As shown in the figure, the metal smelting facility 100 of the present embodiment includes an electrolytic bath 10 filled with an electrolyte, a heater 20 heating the electrolytic bath 10, an electrolytic bath 20 installed in the electrolytic bath, A molten metal smelted in the crucible 40 is introduced into the crucible 40 through the crucible 40. The molten metal is melted in the crucible 40, And collecting the molten metal.

A heater (20) is provided outside the electrolyzer (10) to heat the inside of the electrolyzer (10). The electrolytic bath 10 is filled with the electrolyte melted at about 1100 DEG C by the heater 20. [ As the electrolyte, a molten salt of LiF and NdF ₃ may be used. The raw material Nd oxide (Nd ₂ O ₃ ) or the Nd / Pr mixed oxide (Nd ₂ O ₃ / Pr ₆ O ₁₁ ) is injected into the electrolyte.

When an electric current is applied to the anode material 30 of the graphite material and the anode material 32 of the molybdenum material disposed in the electrolytic bath 10, the electrolytic process (electrolysis process) is performed and the Nd material is reduced, 32 molten metal is produced on the surface of the molten metal. Since the molten metal in the liquid phase produced on the surface of the anode material 32 is higher than the specific gravity (approximately 3.4) of the molten electrolyte, the specific gravity of the molten metal is reduced to the lower portion of the electrolytic bath 10 by the specific gravity difference.

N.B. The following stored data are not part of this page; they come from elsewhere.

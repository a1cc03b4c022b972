/// Szudzik's [elegant pairing][szudzik] of two integers, with wrapping
/// arithmetic so that large node literals never overflow.
///
/// The result only selects a bucket or a cache slot; callers always compare
/// full keys afterwards.
///
/// [szudzik]: http://szudzik.com/ElegantPairing.pdf
pub fn pair(x: u64, y: u64) -> u64 {
    if x >= y {
        x.wrapping_mul(x).wrapping_add(x).wrapping_add(y)
    } else {
        y.wrapping_mul(y).wrapping_add(x)
    }
}

pub fn triple(x: u64, y: u64, z: u64) -> u64 {
    pair(pair(x, y), z)
}

/// Slot selector for [`Table`][crate::table::Table] buckets and
/// [`Cache`][crate::cache::Cache] entries.
pub trait KeyHash {
    fn key_hash(&self) -> u64;
}

impl KeyHash for (u64, u64) {
    fn key_hash(&self) -> u64 {
        pair(self.0, self.1)
    }
}

#[cfg(test)]
mod tests {
    use super::*;

    #[test]
    fn test_pair_enumerates_shells() {
        // Shell `m` holds every pair with max(x, y) == m, numbered m^2..(m+1)^2.
        for m in 0..16u64 {
            let mut codes = (0..=m)
                .flat_map(|k| [pair(k, m), pair(m, k)])
                .collect::<Vec<_>>();
            codes.sort_unstable();
            codes.dedup();
            assert_eq!(codes, (m * m..(m + 1) * (m + 1)).collect::<Vec<_>>());
        }
    }

    #[test]
    fn test_pair_is_asymmetric() {
        assert_eq!(pair(2, 5), 27);
        assert_eq!(pair(5, 2), 32);
    }

    #[test]
    fn test_wrapping() {
        let x = u64::MAX - 7;
        assert_eq!(pair(x, 0), x.wrapping_mul(x).wrapping_add(x));
        let _ = triple(x, x - 1, x - 2);
    }
}
//! Response properties `G (f -> F g)`.
//!
//! The property fails iff some reachable `f`-state starts an infinite path
//! on which `g` never holds, that is iff `reach ∩ f ∩ EG ¬g` is non-empty.
//! The witness is a shortest path to such a state followed by a cycle that
//! stays inside `EG ¬g`.

use log::{debug, info};

use crate::algebra::SymbolicEngine;
use crate::checker::{Session, Verdict};
use crate::classify::match_response;
use crate::error::{Inconsistency, Result};
use crate::fixpoint::{exists_globally, step_input};
use crate::formula::Formula;

pub fn check_response<E: SymbolicEngine>(session: &Session<'_, E>, formula: &Formula) -> Result<Verdict> {
    let Some((f, g)) = match_response(formula) else {
        return Ok(Verdict::NotApplicable);
    };

    let engine = session.engine();
    let f_set = session.eval(f)?;
    let not_g = engine.complement(&session.eval(g)?);

    let eg = exists_globally(engine, &not_g);
    let bad = engine.intersect(&f_set, &eg);
    if engine.is_empty(&bad) {
        info!("response {} holds: no f-state in EG !g", formula);
        return Ok(Verdict::Satisfied);
    }

    let reach = session.reachability();
    let reachable_bad = engine.intersect(&bad, reach.reached());
    let Some(s) = engine.pick_one_state(&reachable_bad) else {
        info!("response {} holds: bad states are unreachable", formula);
        return Ok(Verdict::Satisfied);
    };

    let mut path = reach
        .path_to(engine, &s)
        .ok_or_else(|| Inconsistency::UnreachableState.report())?;
    let s_index = path.len() - 1;
    debug!("response: bad state at depth {}", s_index);

    // Only states visited since `s` may close the loop.
    let mut visited = vec![s.clone()];
    let mut current = s;
    let loop_back = loop {
        let successors = engine.intersect(&engine.post(&engine.state_set(&current)), &eg);
        let Some(next) = engine.pick_one_state(&successors) else {
            return Err(Inconsistency::EmptyEgSuccessor.report());
        };
        let input = step_input(engine, &current, &next);
        path.push(input, next.clone());
        if let Some(k) = visited.iter().position(|v| v == &next) {
            break s_index + k;
        }
        visited.push(next.clone());
        current = next;
    };

    info!(
        "response {} violated: prefix of {} states, cycle of {} states",
        formula,
        loop_back,
        path.len() - 1 - loop_back
    );
    Ok(Verdict::Violated(path.into_trace(engine, Some(loop_back))))
}
use std::cmp::min;

use crate::utils::KeyHash;

struct Entry<T> {
    value: T,
    next: usize,
}

/// Hash-consing table: every distinct value is stored once and addressed by
/// a stable index.
///
/// Values live in a flat vector; collisions are chained through `next`
/// indices, with `0` as the end-of-chain marker. Index `0` is a sentry and
/// never holds a value.
pub struct Table<T> {
    data: Vec<Entry<T>>,
    capacity: usize,
    buckets: Vec<usize>,
    bitmask: u64,
}

impl<T> Table<T>
where
    T: Default,
{
    /// Create a new table able to hold `2^bits` values.
    pub fn new(bits: usize) -> Self {
        assert!(bits <= 31, "Storage bits should be in the range 0..=31");

        let capacity = 1 << bits;
        let mut data = Vec::with_capacity(min(capacity, 1 << 16));
        data.push(Entry {
            value: T::default(),
            next: 0,
        });

        let buckets_bits = min(bits, 16);
        let buckets_size = 1 << buckets_bits;

        Self {
            data,
            capacity,
            buckets: vec![0; buckets_size],
            bitmask: (buckets_size - 1) as u64,
        }
    }
}

impl<T> Table<T> {
    /// Maximal number of stored values (including the sentry).
    pub fn capacity(&self) -> usize {
        self.capacity
    }

    /// Number of stored values.
    pub fn size(&self) -> usize {
        self.data.len() - 1
    }

    pub fn value(&self, index: usize) -> &T {
        assert_ne!(index, 0, "Index is 0");
        &self.data[index].value
    }

    pub fn next(&self, index: usize) -> usize {
        assert_ne!(index, 0, "Index is 0");
        self.data[index].next
    }

    /// Append a value without deduplication and return its index.
    pub fn add(&mut self, value: T) -> usize {
        if self.data.len() >= self.capacity {
            panic!("Storage is full");
        }
        self.data.push(Entry { value, next: 0 });
        self.data.len() - 1
    }
}

impl<T> Table<T>
where
    T: KeyHash + Eq,
{
    fn bucket_index(&self, value: &T) -> usize {
        (value.key_hash() & self.bitmask) as usize
    }

    /// Return the index of `value`, inserting it first if it is new.
    pub fn put(&mut self, value: T) -> usize {
        let bucket = self.bucket_index(&value);
        let mut index = self.buckets[bucket];

        if index == 0 {
            let i = self.add(value);
            self.buckets[bucket] = i;
            return i;
        }

        loop {
            if &value == self.value(index) {
                return index;
            }
            let next = self.next(index);
            if next == 0 {
                let i = self.add(value);
                self.data[index].next = i;
                return i;
            }
            index = next;
        }
    }
}

#[cfg(test)]
mod tests {
    use super::*;

    #[derive(Debug, Default, Copy, Clone, Eq, PartialEq)]
    struct Item(i32);

    impl KeyHash for Item {
        fn key_hash(&self) -> u64 {
            self.0.unsigned_abs() as u64
        }
    }

    #[test]
    fn test_add() {
        let mut table = Table::new(2);
        let index = table.add(Item(42));
        assert_eq!(index, 1);
        assert_eq!(table.value(index), &Item(42));
        assert_eq!(table.next(index), 0);
    }

    #[test]
    #[should_panic(expected = "Storage is full")]
    fn test_add_too_much() {
        let mut table = Table::new(2);
        table.add(Item(1));
        table.add(Item(2));
        table.add(Item(3));
        table.add(Item(4));
    }

    #[test]
    fn test_put_deduplicates() {
        let mut table = Table::new(4);
        let a = table.put(Item(5));
        let b = table.put(Item(5));
        assert_eq!(a, b);
        assert_eq!(table.size(), 1);
    }

    #[test]
    fn test_put_chains_collisions() {
        let mut table = Table::new(2);
        let index1 = table.put(Item(5));
        let index2 = table.put(Item(-5));
        assert_ne!(index1, index2);
        assert_eq!(table.value(index1), &Item(5));
        assert_eq!(table.value(index2), &Item(-5));
        assert_eq!(table.next(index1), index2);
    }
}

The molten metal is then accumulated in the crucible 40 while sinking to the crucible 40 disposed under the cathode material 32 in the electrolytic bath 10.

The molten metal accumulated in the crucible 40 is collected outside the electrolyzer 10 through the collection apparatus according to the present embodiment.

In this embodiment, the collecting device has a structure for continuously recovering the molten metal in the crucible 40. To this end, the collecting device includes a collecting mold 50 filled with the molten metal discharged from the crucible 40, a molten metal 50 disposed between the crucible 40 and the collecting mold 50 to move molten metal from the crucible 40, And a recovery unit for selectively storing the molten metal in the recovery mold 50. [

As described above, while the molten metal is discharged to the outside of the electrolytic bath 10 through the conduit, the recovering unit provided between the crucible 40 and the recovering mold 50 serves as an intermediate buffer for temporarily storing the molten metal, The molten metal can be collected easily and continuously.

1, the collecting unit includes a moving pipe 60 provided below the crucible 40 and through which the molten metal is conveyed, a molten metal discharging through the moving pipe 60 connected to the moving outflow side of the moving pipe 60, A heating unit for maintaining the melted state of the molten metal by applying heat to the recovery tank 62 and a heating unit connected between the recovery tank 62 and the recovery mold 50, And a discharge pipe 70 through which the molten metal in the molten metal is discharged.

The recovering tank 62 is heated by the heating unit disposed on the outside and temporarily held in the melted state until the molten metal discharged from the crucible 40 is transferred to the recovery mold 50.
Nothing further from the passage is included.